** Task description **
Go through the lines below and copy each one that holds the string "ScoreEngine".

*** Material to process Section Begins ***

use std::collections::HashSet;
use std::ops::RangeInclusive;

use serde::{Deserialize, Serialize};

use super::interpretation::ThresholdLadder;

/// Upper bound of the normalized score scale shared by every catalog.
pub const SCORE_CEILING: f64 = 5.0;

/// How a criterion is answered.
#[derive(Debug, Clone, Copy, PartialEq, Eq, Hash, Serialize, Deserialize)]
#[serde(rename_all = "snake_case")]
pub enum CriterionKind {
    Rating,
    Boolean,
}

impl CriterionKind {
    pub const fn label(self) -> &'static str {
        match self {
            Self::Rating => "rating",
            Self::Boolean => "yes/no",
        }
    }
}

/// Whether a criterion enters the weighted mean or adds a flat bonus on top of it.
///
/// For `Bonus` criteria the weight is the amount added per `true` answer.
#[derive(Debug, Clone, Copy, Default, PartialEq, Eq, Hash, Serialize, Deserialize)]
#[serde(rename_all = "snake_case")]
pub enum Contribution {
    #[default]
    Weighted,
    Bonus,
}

/// One weighted aspect of the assessment.
#[derive(Debug, Clone, PartialEq, Serialize, Deserialize)]
pub struct Criterion {
    pub key: String,
    pub label: String,
    #[serde(default)]
    pub description: String,
    pub weight: f64,
    pub kind: CriterionKind,
    #[serde(default)]
    pub contribution: Contribution,
}

impl Criterion {
    pub fn rating(key: impl Into<String>, label: impl Into<String>, weight: f64) -> Self {
        Self::new(key, label, weight, CriterionKind::Rating, Contribution::Weighted)
    }

    pub fn boolean(key: impl Into<String>, label: impl Into<String>, weight: f64) -> Self {
        Self::new(key, label, weight, CriterionKind::Boolean, Contribution::Weighted)
    }

    /// Yes/no criterion adding `per_yes` to the score when answered `true`.
    pub fn bonus(key: impl Into<String>, label: impl Into<String>, per_yes: f64) -> Self {
        Self::new(key, label, per_yes, CriterionKind::Boolean, Contribution::Bonus)
    }

    fn new(
        key: impl Into<String>,
        label: impl Into<String>,
        weight: f64,
        kind: CriterionKind,
        contribution: Contribution,
    ) -> Self {
        Self {
            key: key.into(),
            label: label.into(),
            description: String::new(),
            weight,
            kind,
            contribution,
        }
    }

    pub fn with_description(mut self, description: impl Into<String>) -> Self {
        self.description = description.into();
        self
    }

    pub const fn is_bonus(&self) -> bool {
        matches!(self.contribution, Contribution::Bonus)
    }
}

/// Closed integer range accepted for rating criteria, with optional captions per step.
#[derive(Debug, Clone, PartialEq, Eq, Serialize, Deserialize)]
pub struct RatingScale {
    pub min: i32,
    pub max: i32,
    /// Caption for each value from `min` to `max`, or empty.
    #[serde(default, skip_serializing_if = "Vec::is_empty")]
    pub captions: Vec<String>,
}

impl RatingScale {
    pub fn new(min: i32, max: i32) -> Self {
        Self {
            min,
            max,
            captions: Vec::new(),
        }
    }

    pub fn with_captions<I, S>(mut self, captions: I) -> Self
    where
        I: IntoIterator<Item = S>,
        S: Into<String>,
    {
        self.captions = captions.into_iter().map(Into::into).collect();
        self
    }

    pub fn contains(&self, value: i32) -> bool {
        self.values().contains(&value)
    }

    pub fn values(&self) -> RangeInclusive<i32> {
        self.min..=self.max
    }

    pub fn caption(&self, value: i32) -> Option<&str> {
        if !self.contains(value) {
            return None;
        }
        let offset = usize::try_from(value - self.min).ok()?;
        self.captions.get(offset).map(String::as_str)
    }

    fn validate(&self) -> Result<(), CatalogError> {
        let ceiling = SCORE_CEILING as i32;
        if self.min < 0 || self.min >= self.max || self.max > ceiling {
            return Err(CatalogError::InvalidScale {
                min: self.min,
                max: self.max,
            });
        }

        let span = (self.max - self.min + 1) as usize;
        if !self.captions.is_empty() && self.captions.len() != span {
            return Err(CatalogError::CaptionCount {
                expected: span,
                actual: self.captions.len(),
            });
        }

        Ok(())
    }
}

impl Default for RatingScale {
    fn default() -> Self {
        Self::new(0, 5)
    }
}

/// Serialized form of a catalog, validated on the way in.
#[derive(Debug, Clone, Deserialize)]
pub struct CatalogDefinition {
    pub name: String,
    pub criteria: Vec<Criterion>,
    #[serde(default)]
    pub scale: RatingScale,
    #[serde(default)]
    pub ladder: ThresholdLadder,
}

/// Immutable, ordered rubric. Construction is the only place a catalog can fail.
#[derive(Debug, Clone, PartialEq, Serialize, Deserialize)]
#[serde(try_from = "CatalogDefinition")]
pub struct CriteriaCatalog {
    name: String,
    criteria: Vec<Criterion>,
    scale: RatingScale,
    ladder: ThresholdLadder,
}

impl CriteriaCatalog {
    pub fn new(
        name: impl Into<String>,
        criteria: Vec<Criterion>,
        scale: RatingScale,
        ladder: ThresholdLadder,
    ) -> Result<Self, CatalogError> {
        if criteria.is_empty() {
            return Err(CatalogError::Empty);
        }

        scale.validate()?;

        let mut seen = HashSet::with_capacity(criteria.len());
        for (position, criterion) in criteria.iter().enumerate() {
            if criterion.key.trim().is_empty() {
                return Err(CatalogError::EmptyKey { position });
            }
            if !seen.insert(criterion.key.as_str()) {
                return Err(CatalogError::DuplicateKey(criterion.key.clone()));
            }
            if !criterion.weight.is_finite() || criterion.weight <= 0.0 {
                return Err(CatalogError::InvalidWeight {
                    key: criterion.key.clone(),
                    weight: criterion.weight,
                });
            }
            if criterion.is_bonus() && criterion.kind != CriterionKind::Boolean {
                return Err(CatalogError::BonusRequiresBoolean(criterion.key.clone()));
            }
        }

        Ok(Self {
            name: name.into(),
            criteria,
            scale,
            ladder,
        })
    }

    pub fn name(&self) -> &str {
        &self.name
    }

    /// Criteria in presentation order.
    pub fn list(&self) -> &[Criterion] {
        &self.criteria
    }

    pub fn get(&self, key: &str) -> Option<&Criterion> {
        self.criteria.iter().find(|criterion| criterion.key == key)
    }

    pub fn scale(&self) -> &RatingScale {
        &self.scale
    }

    pub fn ladder(&self) -> &ThresholdLadder {
        &self.ladder
    }

    pub fn len(&self) -> usize {
        self.criteria.len()
    }

    pub fn is_empty(&self) -> bool {
        self.criteria.is_empty()
    }
}

impl TryFrom<CatalogDefinition> for CriteriaCatalog {
    type Error = CatalogError;

    fn try_from(definition: CatalogDefinition) -> Result<Self, Self::Error> {
        Self::new(
            definition.name,
            definition.criteria,
            definition.scale,
            definition.ladder,
        )
    }
}

/// Malformed catalog detected at construction time.
#[derive(Debug, Clone, PartialEq, thiserror::Error)]
pub enum CatalogError {
    #[error("catalog must define at least one criterion")]
    Empty,
    #[error("criterion at position {position} has an empty key")]
    EmptyKey { position: usize },
    #[error("duplicate criterion key '{0}'")]
    DuplicateKey(String),
    #[error("criterion '{key}' has weight {weight}; weights must be positive and finite")]
    InvalidWeight { key: String, weight: f64 },
    #[error("criterion '{0}' is a bonus but is not answered yes/no")]
    BonusRequiresBoolean(String),
    #[error("rating scale [{min}, {max}] must satisfy 0 <= min < max <= 5")]
    InvalidScale { min: i32, max: i32 },
    #[error("rating scale spans {expected} values but defines {actual} captions")]
    CaptionCount { expected: usize, actual: usize },
}
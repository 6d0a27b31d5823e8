use crate::infra::AppState;
use axum::http::{header, StatusCode};
use axum::response::IntoResponse;
use axum::Extension;
use axum::Json;
use rapport::assessment::{assessment_router, ScoreEngine};
use serde_json::json;
use std::sync::Arc;

pub(crate) fn with_assessment_routes(engine: Arc<ScoreEngine>) -> axum::Router {
    assessment_router(engine)
        .route("/health", axum::routing::get(healthcheck))
        .route("/ready", axum::routing::get(readiness_endpoint))
        .route("/metrics", axum::routing::get(metrics_endpoint))
}

pub(crate) async fn healthcheck() -> Json<serde_json::Value> {
    Json(json!({ "status": "ok" }))
}

pub(crate) async fn readiness_endpoint(Extension(state): Extension<AppState>) -> impl IntoResponse {
    let ready = state.readiness.load(std::sync::atomic::Ordering::Relaxed);
    let status = if ready {
        StatusCode::OK
    } else {
        StatusCode::SERVICE_UNAVAILABLE
    };

    let payload = if ready {
        json!({ "status": "ready" })
    } else {
        json!({ "status": "initializing" })
    };

    (status, Json(payload))
}

pub(crate) async fn metrics_endpoint(Extension(state): Extension<AppState>) -> impl IntoResponse {
    (
        StatusCode::OK,
        [(header::CONTENT_TYPE, "text/plain; version=0.0.4")],
        state.metrics.render(),
    )
}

*** Material to process Section Ends ***

** Output of the task **
use rapport::assessment::{assessment_router, ScoreEngine};
pub(crate) fn with_assessment_routes(engine: Arc<ScoreEngine>) -> axum::Router {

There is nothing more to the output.